Wednesday, January 27, 2010

Interview with health leaders - Interview with Senator Tom Coburn, Democratic Food Fight

Yesterday I had the privilege of interviewing Senator Tom Coburn, M.D., a Republican Senator from Oklahoma who is up for re-election in November 2010. He is a family obstetrician and still practices three hours each Monday morning to stay in touch with the real world of clinical medicine. The interview will appear soon in I will not reproduce it here.

I shall simply say Doctor Coburn was even-minded and ever-handed. He did not gloat over Senator Scott Brown’s win in Massachusetts. He thought it had an impact for today, but did not know how it would affect November’s elections. If President Obama would swing back to the center, he said, he could reverse his political losses.

Coburn favored a market-driven system as the best way to allocate care and costs, but predicted liberal Democrats would never give up their DNA issue - their single-minded quest for a single-payer universal system. He said he honestly did not know if any health reform bill would pass, nor did speculate on chances for passage.

So much for the interview.

The news for today, as discussed interminably in, the Washington Post, the New York Times, and the major television networks is about the food fight among Democrats. This fight is occurring among the more liberal House and the more conservative Senate, among those who don’t want to give up the health reform ghost ; among those who either want to pass a smaller bill; among those who want to declare it dead; among those who want to postpone it and to move on to what really concerns the American people - the economy, the national debt, the distressed middle class.

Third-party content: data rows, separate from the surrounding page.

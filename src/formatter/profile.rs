// Copyright (c) 2018-2021  Brendan Molloy <brendan@bbqsrc.net>,
//                          Ilya Solovyiov <ilya.solovyiov@gmail.com>,
//                          Kai Ren <tyranron@gmail.com>
//
// Licensed under the Apache License, Version 2.0 <LICENSE-APACHE or
// http://www.apache.org/licenses/LICENSE-2.0> or the MIT license
// <LICENSE-MIT or http://opensource.org/licenses/MIT>, at your
// option. This file may not be copied, modified, or distributed
// except according to those terms.

//! [`Progress`] output extended with step definition timings.

use std::{
    io,
    time::{Duration, Instant},
};

use itertools::Itertools as _;
use linked_hash_map::LinkedHashMap;

use super::{
    out::{Styles, WriteStrExt as _},
    Formatter, Progress,
};
use crate::{
    error::WriterResult,
    event::StepFailure,
    feature::{RegularScenario, RowScenario, Step},
    steps::StepMatch,
};

/// Number of step definitions listed in the report.
const TOP: usize = 10;

/// [`Formatter`] printing [`Progress`] output followed by the slowest step
/// definitions, by average duration.
///
/// A step is timed from [`Formatter::step_executing()`] until its outcome,
/// so skipped steps are never timed.
#[derive(Debug)]
pub struct Profile<O> {
    progress: Progress<O>,
    started: Option<Instant>,
    timings: LinkedHashMap<String, Vec<Duration>>,
}

impl<O: io::Write> Profile<O> {
    /// Creates a new [`Profile`] formatter writing into the given `out`.
    #[must_use]
    pub fn new(out: O, styles: Styles) -> Self {
        Self {
            progress: Progress::new(out, styles),
            started: None,
            timings: LinkedHashMap::new(),
        }
    }

    /// Unwraps the underlying output.
    #[must_use]
    pub fn into_inner(self) -> O {
        self.progress.into_inner()
    }

    /// Step definitions ordered from the slowest one, with their average
    /// durations.
    #[must_use]
    pub fn slowest(&self) -> Vec<(&str, Duration)> {
        self.timings
            .iter()
            .filter(|(_, d)| !d.is_empty())
            .map(|(pattern, durations)| {
                let total = durations.iter().sum::<Duration>();
                let count = u32::try_from(durations.len()).unwrap_or(u32::MAX);
                (pattern.as_str(), total / count)
            })
            .sorted_by(|(_, a), (_, b)| b.cmp(a))
            .take(TOP)
            .collect()
    }

    fn stop_timer(&mut self, matched: Option<&StepMatch>) {
        let started = self.started.take();
        if let (Some(started), Some(m)) = (started, matched) {
            self.timings
                .entry(m.pattern.clone())
                .or_insert_with(Vec::new)
                .push(started.elapsed());
        }
    }
}

/// Rounds the given `duration` to microseconds, for readability.
fn rounded(duration: Duration) -> Duration {
    Duration::from_micros(
        u64::try_from(duration.as_micros()).unwrap_or(u64::MAX),
    )
}

impl<O: io::Write> Formatter for Profile<O> {
    fn visit_header(&mut self, header: &str) -> WriterResult<()> {
        self.progress.visit_header(header)
    }

    fn visit_regular_scenario(
        &mut self,
        scenario: &RegularScenario,
    ) -> WriterResult<()> {
        self.progress.visit_regular_scenario(scenario)
    }

    fn visit_row_scenario(&mut self, scenario: &RowScenario) -> WriterResult<()> {
        self.progress.visit_row_scenario(scenario)
    }

    fn visit_regular_step(&mut self, step: &Step) -> WriterResult<()> {
        self.progress.visit_regular_step(step)
    }

    fn step_executing(
        &mut self,
        _: &Step,
        _: Option<&StepMatch>,
    ) -> WriterResult<()> {
        self.started = Some(Instant::now());
        Ok(())
    }

    fn step_passed(
        &mut self,
        step: &Step,
        matched: Option<&StepMatch>,
    ) -> WriterResult<()> {
        self.stop_timer(matched);
        self.progress.step_passed(step, matched)
    }

    fn step_failed(
        &mut self,
        step: &Step,
        matched: Option<&StepMatch>,
        error: &StepFailure,
    ) -> WriterResult<()> {
        self.stop_timer(matched);
        self.progress.step_failed(step, matched, error)
    }

    fn step_pending(
        &mut self,
        step: &Step,
        matched: Option<&StepMatch>,
    ) -> WriterResult<()> {
        self.stop_timer(matched);
        self.progress.step_pending(step, matched)
    }

    fn step_skipped(
        &mut self,
        step: &Step,
        matched: Option<&StepMatch>,
    ) -> WriterResult<()> {
        self.started = None;
        self.progress.step_skipped(step, matched)
    }

    fn dump(&mut self) -> WriterResult<()> {
        self.progress.dump()?;

        let slowest = self
            .slowest()
            .into_iter()
            .map(|(pattern, avg)| {
                format!("  {}  {pattern}", humantime::format_duration(rounded(avg)))
            })
            .collect::<Vec<_>>();
        if slowest.is_empty() {
            return Ok(());
        }

        let out = self.progress.output();
        out.write_line("")?;
        out.write_line(format!("Top {TOP} average slowest step definitions:"))?;
        for line in slowest {
            out.write_line(line)?;
        }
        out.flush()?;
        Ok(())
    }
}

Reporters are gleefully tossing around bon mots of the past – Will Rodgers comment, “I do not belong to an organized political party, I’m a Democrat.” President Lyndon Johnson’s remark after emerging from a Democratic caucus, “ The difference between a caucus and a cactus is that with a cactus, all the pricks are on the outside.”

At this point, no one knows what solutions or political agendas will emerge. Perhaps President Obama will clarify things tonight in his State of Union address. Perhaps he will “reset” his aims. Perhaps he will carry on with his ambitions unchanged from before.

Meanwhile Senator Coburn says whatever happens, “What is ultimately good for patients will be good for doctors. If doctors are most concerned about their patients and the care they give, they will do just fine.”